February brings the Baen mass market of The Warmasters, novellas by Dave Weber, Eric Flint and me with a strikingly bad cover misattributed to Gary Ruddell on the hardcover. The painting was done by David Mattingly, and I hope they correct the credit this time. (They didn't when I told them before.)
Then in March there'll be the Baen mass market of Seas of Venus, my two shortish novels set on the Kuttners' pulp Venus: Surface Action and The Jungle. It also has a printed version of my account of my vacation in Belize, available electronically at http://david-drake.com/belize.pdf.

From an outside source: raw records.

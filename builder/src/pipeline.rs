//! Build-and-publish pipeline orchestration.
//!
//! Coordinates the manifest, platform inspection, naming, build, packaging
//! and release modules into one sequential run. Every failure aborts the run;
//! the upload is the last side effect.

use crate::builder::ExtensionBuilder;
use crate::config::RunConfig;
use crate::error::Result;
use crate::exec::CommandExecutor;
use crate::manifest::resolve_extension_name;
use crate::naming::ArtifactDescriptor;
use crate::output::{PACKAGE_PATH_OUTPUT, write_output};
use crate::packaging::{MODULES_DIR, list_modules, package_shared_object};
use crate::platform::{HostPlatform, PlatformProfile};
use crate::release::{ReleaseClient, publish_asset};
use camino::Utf8Path;
use log::info;
use std::io::Write;

/// What to do once the package name is known.
#[derive(Clone, Copy)]
pub enum ReleaseMode<'a> {
    /// Stop after naming; nothing is built or uploaded.
    DryRun,
    /// Build, package and upload through the given client.
    Publish(&'a dyn ReleaseClient),
}

/// Collaborators for a pipeline run.
pub struct PipelineContext<'a> {
    /// Runs probes and build steps. Build steps and the `modules` listing
    /// use relative paths, so it must run commands in `working_dir`.
    pub executor: &'a dyn CommandExecutor,
    /// Host identifiers to map into PIE's vocabulary.
    pub host: HostPlatform<'a>,
    /// Directory holding the extension sources. The manifest, the shared
    /// object and the package are resolved against it.
    pub working_dir: &'a Utf8Path,
    /// Dry run or publish.
    pub mode: ReleaseMode<'a>,
}

/// Build the extension, package it and attach it to the release.
///
/// Returns the descriptor of the package that was (or, in a dry run, would
/// have been) published. The `package-path` output is written in both modes.
///
/// # Errors
///
/// Returns the first error raised by any step.
pub fn run_release(
    config: &RunConfig,
    context: &PipelineContext<'_>,
    stdout: &mut dyn Write,
) -> Result<ArtifactDescriptor> {
    let extension = resolve_extension_name(&context.working_dir.join(&config.manifest))?;
    info!("Extension name: {extension}");

    let profile = PlatformProfile::detect(context.host, context.executor)?;
    let descriptor = ArtifactDescriptor::new(&extension, &config.release_tag, profile);
    info!("Package name: {}", descriptor.package_filename);

    match context.mode {
        ReleaseMode::DryRun => {
            info!(
                "Dry run: skipping build and upload of {} to release {}",
                descriptor.package_filename, descriptor.release_tag
            );
        }
        ReleaseMode::Publish(releases) => {
            ExtensionBuilder::new(context.executor).build(&config.configure_flags)?;

            list_modules(context.executor);
            let shared_object = context
                .working_dir
                .join(MODULES_DIR)
                .join(&descriptor.shared_object_filename);
            let package_path = context.working_dir.join(&descriptor.package_filename);
            package_shared_object(&shared_object, &package_path)?;

            publish_asset(releases, &descriptor.release_tag, &package_path)?;
            info!(
                "Uploaded {} to release {}",
                descriptor.package_filename, descriptor.release_tag
            );
        }
    }

    write_output(
        config.github_output.as_deref(),
        stdout,
        PACKAGE_PATH_OUTPUT,
        &descriptor.package_filename,
    )?;
    Ok(descriptor)
}

#[cfg(test)]
#[path = "pipeline_tests.rs"]
mod tests;
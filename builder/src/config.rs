//! Validated run configuration.
//!
//! Turns raw CLI/action inputs into typed values before any side effect
//! happens, so a missing token is reported before a lengthy build.

use crate::builder::ConfigureFlags;
use crate::cli::Cli;
use crate::error::{BuilderError, Result};
use crate::naming::ReleaseTag;
use crate::release::Repository;
use camino::Utf8PathBuf;

/// Environment variable consulted when `--github-token` is not given.
pub const TOKEN_FALLBACK_ENV: &str = "GITHUB_TOKEN";

/// Where and as whom to publish the package.
#[derive(Debug, Clone, PartialEq, Eq)]
pub struct PublishTarget {
    /// Base URL of the REST API.
    pub api_url: String,
    /// Base URL for release asset uploads.
    pub uploads_url: String,
    /// Repository owning the release.
    pub repository: Repository,
    /// API token.
    pub token: String,
}

/// Inputs for one build-and-publish run.
#[derive(Debug, Clone, PartialEq, Eq)]
pub struct RunConfig {
    /// Release the package is attached to.
    pub release_tag: ReleaseTag,
    /// Flags passed through to `./configure`.
    pub configure_flags: ConfigureFlags,
    /// Path to the package manifest.
    pub manifest: Utf8PathBuf,
    /// File receiving the `package-path` output, if any.
    pub github_output: Option<Utf8PathBuf>,
    /// Publishing details; `None` for a dry run.
    pub publish: Option<PublishTarget>,
}

impl RunConfig {
    /// Validate CLI inputs.
    ///
    /// `fallback_token` stands in for `--github-token` when it is absent or
    /// empty; the binary passes the value of [`TOKEN_FALLBACK_ENV`].
    ///
    /// # Errors
    ///
    /// Returns [`BuilderError::MissingInput`] when the release tag is empty,
    /// or when the token or repository is missing outside a dry run, and
    /// [`BuilderError::InvalidRepository`] for a malformed repository.
    ///
    /// # Examples
    ///
    /// ```
    /// use pie_ext_builder::cli::Cli;
    /// use pie_ext_builder::config::RunConfig;
    ///
    /// let cli = Cli {
    ///     release_tag: Some("1.0.0".to_owned()),
    ///     dry_run: true,
    ///     ..Cli::default()
    /// };
    /// let config = RunConfig::from_cli(&cli, None).expect("dry run needs no token");
    /// assert!(config.publish.is_none());
    /// ```
    pub fn from_cli(cli: &Cli, fallback_token: Option<String>) -> Result<Self> {
        let release_tag = ReleaseTag::try_from(cli.release_tag.as_deref().unwrap_or_default())?;

        let publish = if cli.dry_run {
            None
        } else {
            Some(publish_target(cli, fallback_token)?)
        };

        Ok(Self {
            release_tag,
            configure_flags: ConfigureFlags::parse(&cli.configure_flags),
            manifest: cli.manifest.clone(),
            github_output: cli.github_output.clone().filter(|path| !path.as_str().is_empty()),
            publish,
        })
    }

    /// Return true when building and uploading are skipped.
    #[must_use]
    pub fn is_dry_run(&self) -> bool {
        self.publish.is_none()
    }
}

fn publish_target(cli: &Cli, fallback_token: Option<String>) -> Result<PublishTarget> {
    let token = non_empty(cli.github_token.clone())
        .or_else(|| non_empty(fallback_token))
        .ok_or(BuilderError::MissingInput {
            name: "github-token",
        })?;
    let repository = non_empty(cli.repository.clone()).ok_or(BuilderError::MissingInput {
        name: "repository",
    })?;

    Ok(PublishTarget {
        api_url: cli.api_url.clone(),
        uploads_url: cli.uploads_url.clone(),
        repository: Repository::parse(&repository)?,
        token,
    })
}

fn non_empty(value: Option<String>) -> Option<String> {
    value.filter(|v| !v.trim().is_empty())
}
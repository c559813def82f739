//! Build driver for PHP extensions.
//!
//! Runs the standard `phpize`, `./configure`, `make` sequence in the current
//! directory with output streamed to the CI log.

use crate::error::{BuilderError, Result};
use crate::exec::{CommandExecutor, command_line};
use log::info;

/// Arguments passed through to `./configure`.
///
/// # Examples
///
/// ```
/// use pie_ext_builder::builder::ConfigureFlags;
///
/// let flags = ConfigureFlags::parse("  --enable-foo   --with-bar=/usr ");
/// assert_eq!(flags.as_args(), vec!["--enable-foo", "--with-bar=/usr"]);
/// assert!(ConfigureFlags::parse("").is_empty());
/// ```
#[derive(Debug, Clone, Default, PartialEq, Eq)]
pub struct ConfigureFlags(Vec<String>);

impl ConfigureFlags {
    /// Split a whitespace-delimited flag string, dropping empty tokens.
    #[must_use]
    pub fn parse(raw: &str) -> Self {
        Self(raw.split_whitespace().map(str::to_owned).collect())
    }

    /// Borrow the flags as argument slices.
    #[must_use]
    pub fn as_args(&self) -> Vec<&str> {
        self.0.iter().map(String::as_str).collect()
    }

    /// Return true when no flags were supplied.
    #[must_use]
    pub fn is_empty(&self) -> bool {
        self.0.is_empty()
    }
}

/// Builder for compiling a PHP extension from source.
pub struct ExtensionBuilder<'a> {
    executor: &'a dyn CommandExecutor,
}

impl<'a> ExtensionBuilder<'a> {
    /// Create a new builder that runs its steps through `executor`.
    #[must_use]
    pub fn new(executor: &'a dyn CommandExecutor) -> Self {
        Self { executor }
    }

    /// Run `phpize`, `./configure <flags>` and `make`, stopping at the first
    /// failing step.
    ///
    /// # Errors
    ///
    /// Returns [`BuilderError::BuildFailed`] naming the step that exited
    /// non-zero, or the executor's error if a step cannot be spawned.
    pub fn build(&self, flags: &ConfigureFlags) -> Result<()> {
        info!("Building extension...");
        self.step("phpize", &[])?;
        self.step("./configure", &flags.as_args())?;
        self.step("make", &[])
    }

    fn step(&self, cmd: &str, args: &[&str]) -> Result<()> {
        info!("Running {}", command_line(cmd, args));
        let status = self.executor.run_inherited(cmd, args)?;
        if !status.success() {
            return Err(BuilderError::BuildFailed {
                step: cmd.to_owned(),
                status: status.to_string(),
            });
        }
        Ok(())
    }
}
//! A `log` backend that speaks GitHub Actions workflow commands.
//!
//! Info records print as plain lines, warnings and errors as `::warning::`
//! and `::error::` annotations, and debug/trace records as `::debug::` lines
//! that the runner only shows when step debugging is enabled. Everything goes
//! to stderr so stdout stays free for step outputs.

use log::{Level, LevelFilter, Log, Metadata, Record, SetLoggerError};
use std::io::Write;

/// Logger rendering records as workflow commands.
#[derive(Debug, Clone, Copy)]
pub struct ActionsLogger {
    level: LevelFilter,
}

impl ActionsLogger {
    /// Create a logger emitting records at or above `level`.
    #[must_use]
    pub const fn new(level: LevelFilter) -> Self {
        Self { level }
    }
}

impl Log for ActionsLogger {
    fn enabled(&self, metadata: &Metadata<'_>) -> bool {
        metadata.level() <= self.level
    }

    fn log(&self, record: &Record<'_>) {
        if !self.enabled(record.metadata()) {
            return;
        }
        let line = format_record(record.level(), &record.args().to_string());
        let mut stderr = std::io::stderr().lock();
        if writeln!(stderr, "{line}").is_err() {
            // Nowhere left to report a failing stderr.
        }
    }

    fn flush(&self) {
        if std::io::stderr().flush().is_err() {
            // As above.
        }
    }
}

/// Install an [`ActionsLogger`] as the global logger.
///
/// # Errors
///
/// Returns [`SetLoggerError`] if a logger is already installed.
pub fn init(level: LevelFilter) -> Result<(), SetLoggerError> {
    log::set_boxed_logger(Box::new(ActionsLogger::new(level)))?;
    log::set_max_level(level);
    Ok(())
}

/// Render one record as a workflow command line.
///
/// # Examples
///
/// ```
/// use log::Level;
/// use pie_ext_builder::logging::format_record;
///
/// assert_eq!(format_record(Level::Info, "Building extension..."), "Building extension...");
/// assert_eq!(format_record(Level::Warn, "50% done"), "::warning::50%25 done");
/// ```
#[must_use]
pub fn format_record(level: Level, message: &str) -> String {
    match level {
        Level::Info => message.to_owned(),
        Level::Warn => format!("::warning::{}", escape_data(message)),
        Level::Error => format!("::error::{}", escape_data(message)),
        Level::Debug | Level::Trace => format!("::debug::{}", escape_data(message)),
    }
}

/// Escape a workflow command payload so multi-line messages stay intact.
#[must_use]
pub fn escape_data(message: &str) -> String {
    message
        .replace('%', "%25")
        .replace('\r', "%0D")
        .replace('\n', "%0A")
}
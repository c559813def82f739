//! Package naming policy for PIE release assets.
//!
//! PIE looks for prebuilt binaries attached to a release under a
//! deterministic name:
//! `php_<ext>-<tag>_php<major.minor>-<arch>-<os>-<libc>[-debug][-zts].zip`.

use crate::error::{BuilderError, Result};
use crate::extension_name::ExtensionName;
use crate::platform::PlatformProfile;
use std::fmt;

/// The fixed prefix for all package names.
const PACKAGE_PREFIX: &str = "php_";

/// The fixed file extension for packages.
const PACKAGE_EXTENSION: &str = ".zip";

/// The exact tag of a release the package is attached to.
///
/// # Examples
///
/// ```
/// use pie_ext_builder::naming::ReleaseTag;
///
/// let tag = ReleaseTag::try_from("1.0.0").expect("non-empty");
/// assert_eq!(tag.as_str(), "1.0.0");
/// assert!(ReleaseTag::try_from("  ").is_err());
/// ```
#[derive(Debug, Clone, PartialEq, Eq, Hash)]
pub struct ReleaseTag(String);

impl ReleaseTag {
    /// Return the tag as a string slice.
    #[must_use]
    pub fn as_str(&self) -> &str {
        &self.0
    }
}

impl TryFrom<&str> for ReleaseTag {
    type Error = BuilderError;

    fn try_from(value: &str) -> Result<Self> {
        let trimmed = value.trim();
        if trimmed.is_empty() {
            return Err(BuilderError::MissingInput {
                name: "release-tag",
            });
        }
        Ok(Self(trimmed.to_owned()))
    }
}

impl fmt::Display for ReleaseTag {
    fn fmt(&self, f: &mut fmt::Formatter<'_>) -> fmt::Result {
        f.write_str(&self.0)
    }
}

/// A fully-qualified package filename.
///
/// # Examples
///
/// ```
/// use pie_ext_builder::extension_name::ExtensionName;
/// use pie_ext_builder::naming::{PackageName, ReleaseTag};
/// use pie_ext_builder::platform::PlatformProfile;
/// use pie_ext_builder::platform::arch::Architecture;
/// use pie_ext_builder::platform::libc::LibcFlavour;
/// use pie_ext_builder::platform::os::OperatingSystem;
/// use pie_ext_builder::platform::php::{BuildFlags, PhpVersion};
///
/// let profile = PlatformProfile {
///     architecture: Architecture::X86_64,
///     operating_system: OperatingSystem::Linux,
///     libc: LibcFlavour::Glibc,
///     php_version: PhpVersion::new(8, 3),
///     build_flags: BuildFlags::default(),
/// };
/// let name = PackageName::new(
///     ExtensionName::try_from("test_ext").expect("valid"),
///     ReleaseTag::try_from("1.0.0").expect("valid"),
///     profile,
/// );
/// assert_eq!(name.to_string(), "php_test_ext-1.0.0_php8.3-x86_64-linux-glibc.zip");
/// ```
#[derive(Debug, Clone, PartialEq, Eq, Hash)]
pub struct PackageName {
    extension: ExtensionName,
    release_tag: ReleaseTag,
    profile: PlatformProfile,
}

impl PackageName {
    /// Create a package name from validated components.
    #[must_use]
    pub fn new(extension: ExtensionName, release_tag: ReleaseTag, profile: PlatformProfile) -> Self {
        Self {
            extension,
            release_tag,
            profile,
        }
    }

    /// Return the extension component.
    #[must_use]
    pub fn extension(&self) -> &ExtensionName {
        &self.extension
    }

    /// Return the release tag component.
    #[must_use]
    pub fn release_tag(&self) -> &ReleaseTag {
        &self.release_tag
    }

    /// Return the platform component.
    #[must_use]
    pub fn profile(&self) -> &PlatformProfile {
        &self.profile
    }

    /// Return the filename as a string without consuming the value.
    #[must_use]
    pub fn filename(&self) -> String {
        self.to_string()
    }
}

impl fmt::Display for PackageName {
    fn fmt(&self, f: &mut fmt::Formatter<'_>) -> fmt::Result {
        let p = &self.profile;
        write!(
            f,
            "{PACKAGE_PREFIX}{}-{}_php{}-{}-{}-{}{}{}{PACKAGE_EXTENSION}",
            self.extension,
            self.release_tag,
            p.php_version,
            p.architecture,
            p.operating_system,
            p.libc,
            p.build_flags.debug_suffix(),
            p.build_flags.zts_suffix(),
        )
    }
}

/// The names derived for one run.
#[derive(Debug, Clone, PartialEq, Eq)]
pub struct ArtifactDescriptor {
    /// The release the package is attached to.
    pub release_tag: ReleaseTag,
    /// The file `make` leaves under `modules/`.
    pub shared_object_filename: String,
    /// The zip filename uploaded to the release.
    pub package_filename: String,
}

impl ArtifactDescriptor {
    /// Derive every filename for the given extension, tag and platform.
    #[must_use]
    pub fn new(extension: &ExtensionName, release_tag: &ReleaseTag, profile: PlatformProfile) -> Self {
        let package = PackageName::new(extension.clone(), release_tag.clone(), profile);
        Self {
            release_tag: release_tag.clone(),
            shared_object_filename: extension.shared_object_filename(),
            package_filename: package.filename(),
        }
    }
}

The website has a few changes. There are a couple more of Ovid's lyrics up, and a picture of me as Ovid declaiming (my translation of) Amores I:6 at Jennie Faries' birthday party [http://david-drake.com/ovid.html]. As well as being a graphic designer working for Jim, Jennie has a degree in costume design and likes to give theme parties. I want everybody to know that I wove my ivy chaplet with my own hands, and that the strands are now rooting in water. (No ivy died in the making of this costume....)
We've got (meaning Karen has put up) snapshots of the wargame miniatures (see earlier newsletters) at http://david-drake.com/hswargame.html. These are unpainted and the vehicles don't have their metal parts, but it'll give you a notion of what they look like.
And there've been a few housekeeping changes on the FAQ page, nothing major.
Now it's time for me to get back to what is major: writing the final three-quarters of a Big Fat Fantasy. Best to all of you!